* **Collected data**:
————
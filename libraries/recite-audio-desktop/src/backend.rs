//! Desktop audio backend
//!
//! Each started resource gets its own worker thread which downloads, decodes,
//! resamples and plays one clip, then reports back over a shared event
//! channel. Releasing a resource raises its stop flag; the worker notices,
//! drops its stream and exits without reporting anything further.
//!
//! ```text
//! Controller thread                 Worker thread (one per clip)
//!        │  open + start                    │
//!        │─────────────────────────────────>│ fetch → decode → resample
//!        │                                  │ build CPAL stream, play
//!        │  ResourceEvent::Ready            │
//!        │<─────────────────────────────────│
//!        │                                  │ ... frames consumed ...
//!        │  ResourceEvent::Ended            │
//!        │<─────────────────────────────────│
//! ```

use crossbeam_channel::{unbounded, Receiver, Sender};
use recite_playback::{AudioBackend, AudioResource, ResourceEvent, ResourceId};
use std::sync::atomic::{AtomicBool, Ordering};
use std::sync::Arc;
use std::thread::{self, JoinHandle};
use tracing::{debug, warn};
use url::Url;

use crate::decoder::{decode_clip, DecodedClip};
use crate::error::{AudioError, Result};
use crate::fetch::fetch_clip;
use crate::output::{OutputDevice, OutputOutcome};
use crate::resample::resample_interleaved;
use crate::settings::DesktopSettings;

/// Backend that plays clips over HTTP on the default output device
pub struct DesktopBackend {
    settings: DesktopSettings,
    events: Sender<ResourceEvent>,
}

impl DesktopBackend {
    /// Create the backend and the receiving end of its event channel
    ///
    /// The owner of the controller drains the receiver and passes every event
    /// to `PlaybackController::handle_event`.
    ///
    /// # Errors
    /// Returns an error if `settings` are out of range.
    pub fn new(settings: DesktopSettings) -> Result<(Self, Receiver<ResourceEvent>)> {
        settings.validate()?;
        let (events, receiver) = unbounded();
        Ok((Self { settings, events }, receiver))
    }

    /// Backend settings
    pub fn settings(&self) -> &DesktopSettings {
        &self.settings
    }
}

impl AudioBackend for DesktopBackend {
    type Resource = DesktopResource;

    fn open(&mut self, id: ResourceId, url: &Url) -> recite_playback::Result<DesktopResource> {
        Ok(DesktopResource {
            id,
            url: url.clone(),
            settings: self.settings.clone(),
            events: self.events.clone(),
            stop: Arc::new(AtomicBool::new(false)),
            worker: None,
        })
    }
}

/// One clip on the desktop backend
pub struct DesktopResource {
    id: ResourceId,
    url: Url,
    settings: DesktopSettings,
    events: Sender<ResourceEvent>,
    stop: Arc<AtomicBool>,
    worker: Option<JoinHandle<()>>,
}

impl DesktopResource {
    /// URL this resource plays
    pub fn url(&self) -> &Url {
        &self.url
    }

    /// Whether the worker thread has been spawned and not yet exited
    pub fn is_running(&self) -> bool {
        self.worker
            .as_ref()
            .is_some_and(|worker| !worker.is_finished())
    }

    /// Whether the resource has been released
    pub fn is_released(&self) -> bool {
        self.stop.load(Ordering::Relaxed)
    }
}

impl AudioResource for DesktopResource {
    fn id(&self) -> ResourceId {
        self.id
    }

    fn start(&mut self) -> recite_playback::Result<()> {
        if self.worker.is_some() || self.is_released() {
            return Ok(());
        }

        let worker = Worker {
            id: self.id,
            url: self.url.clone(),
            settings: self.settings.clone(),
            events: self.events.clone(),
            stop: Arc::clone(&self.stop),
        };

        let handle = thread::Builder::new()
            .name(format!("recite-clip-{}", self.id.get()))
            .spawn(move || worker.run())
            .map_err(|e| AudioError::Thread(e.to_string()))?;

        self.worker = Some(handle);
        Ok(())
    }

    fn release(&mut self) {
        if !self.stop.swap(true, Ordering::Relaxed) {
            debug!(resource = %self.id, "Resource released");
        }
        // Detached, never joined: the worker exits once it sees the flag
        self.worker = None;
    }
}

impl Drop for DesktopResource {
    fn drop(&mut self) {
        self.release();
    }
}

/// State moved onto the worker thread
struct Worker {
    id: ResourceId,
    url: Url,
    settings: DesktopSettings,
    events: Sender<ResourceEvent>,
    stop: Arc<AtomicBool>,
}

impl Worker {
    fn run(self) {
        match self.play() {
            Ok(OutputOutcome::Finished) => self.send(ResourceEvent::ended(self.id)),
            Ok(OutputOutcome::Released) => {
                debug!(resource = %self.id, "Worker stopped after release");
            }
            Err(e) => {
                if !self.released() {
                    warn!(resource = %self.id, url = %self.url, error = %e, "Clip playback failed");
                }
                self.send(ResourceEvent::failed(self.id, e.to_string()));
            }
        }
    }

    fn play(&self) -> Result<OutputOutcome> {
        let Some(bytes) = fetch_clip(&self.url, self.settings.request_timeout(), &self.stop)? else {
            return Ok(OutputOutcome::Released);
        };
        if self.released() {
            return Ok(OutputOutcome::Released);
        }

        let extension = self
            .url
            .path_segments()
            .and_then(|mut segments| segments.next_back())
            .and_then(|name| name.rsplit_once('.'))
            .map(|(_, ext)| ext);
        let clip = decode_clip(bytes, extension)?;

        let device = OutputDevice::open_default()?;
        let samples = resample_interleaved(
            &clip.samples,
            DecodedClip::CHANNELS,
            clip.sample_rate,
            device.sample_rate(),
        )?;
        if self.released() {
            return Ok(OutputOutcome::Released);
        }

        device.play(samples, self.settings.volume, &self.stop, || {
            self.send(ResourceEvent::ready(self.id));
        })
    }

    fn released(&self) -> bool {
        self.stop.load(Ordering::Relaxed)
    }

    /// Report an event unless the resource has been released
    fn send(&self, event: ResourceEvent) {
        if self.released() {
            return;
        }
        // Receiver gone means nobody is listening any more
        let _ = self.events.send(event);
    }
}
————
* **WORK INSTRUCTIONS**: Copy the records above exactly, beginning at the line that contains "fn start(&mut self)" and stopping after the line that contains "let clip = decode_clip(bytes, extension)?;".

* **EXERCISE RESULT**:
    fn start(&mut self) -> recite_playback::Result<()> {
        if self.worker.is_some() || self.is_released() {
            return Ok(());
        }

        let worker = Worker {
            id: self.id,
            url: self.url.clone(),
            settings: self.settings.clone(),
            events: self.events.clone(),
            stop: Arc::clone(&self.stop),
        };

        let handle = thread::Builder::new()
            .name(format!("recite-clip-{}", self.id.get()))
            .spawn(move || worker.run())
            .map_err(|e| AudioError::Thread(e.to_string()))?;

        self.worker = Some(handle);
        Ok(())
    }

    fn release(&mut self) {
        if !self.stop.swap(true, Ordering::Relaxed) {
            debug!(resource = %self.id, "Resource released");
        }
        // Detached, never joined: the worker exits once it sees the flag
        self.worker = None;
    }
}

impl Drop for DesktopResource {
    fn drop(&mut self) {
        self.release();
    }
}

/// State moved onto the worker thread
struct Worker {
    id: ResourceId,
    url: Url,
    settings: DesktopSettings,
    events: Sender<ResourceEvent>,
    stop: Arc<AtomicBool>,
}

impl Worker {
    fn run(self) {
        match self.play() {
            Ok(OutputOutcome::Finished) => self.send(ResourceEvent::ended(self.id)),
            Ok(OutputOutcome::Released) => {
                debug!(resource = %self.id, "Worker stopped after release");
            }
            Err(e) => {
                if !self.released() {
                    warn!(resource = %self.id, url = %self.url, error = %e, "Clip playback failed");
                }
                self.send(ResourceEvent::failed(self.id, e.to_string()));
            }
        }
    }

    fn play(&self) -> Result<OutputOutcome> {
        let Some(bytes) = fetch_clip(&self.url, self.settings.request_timeout(), &self.stop)? else {
            return Ok(OutputOutcome::Released);
        };
        if self.released() {
            return Ok(OutputOutcome::Released);
        }

        let extension = self
            .url
            .path_segments()
            .and_then(|mut segments| segments.next_back())
            .and_then(|name| name.rsplit_once('.'))
            .map(|(_, ext)| ext);
        let clip = decode_clip(bytes, extension)?;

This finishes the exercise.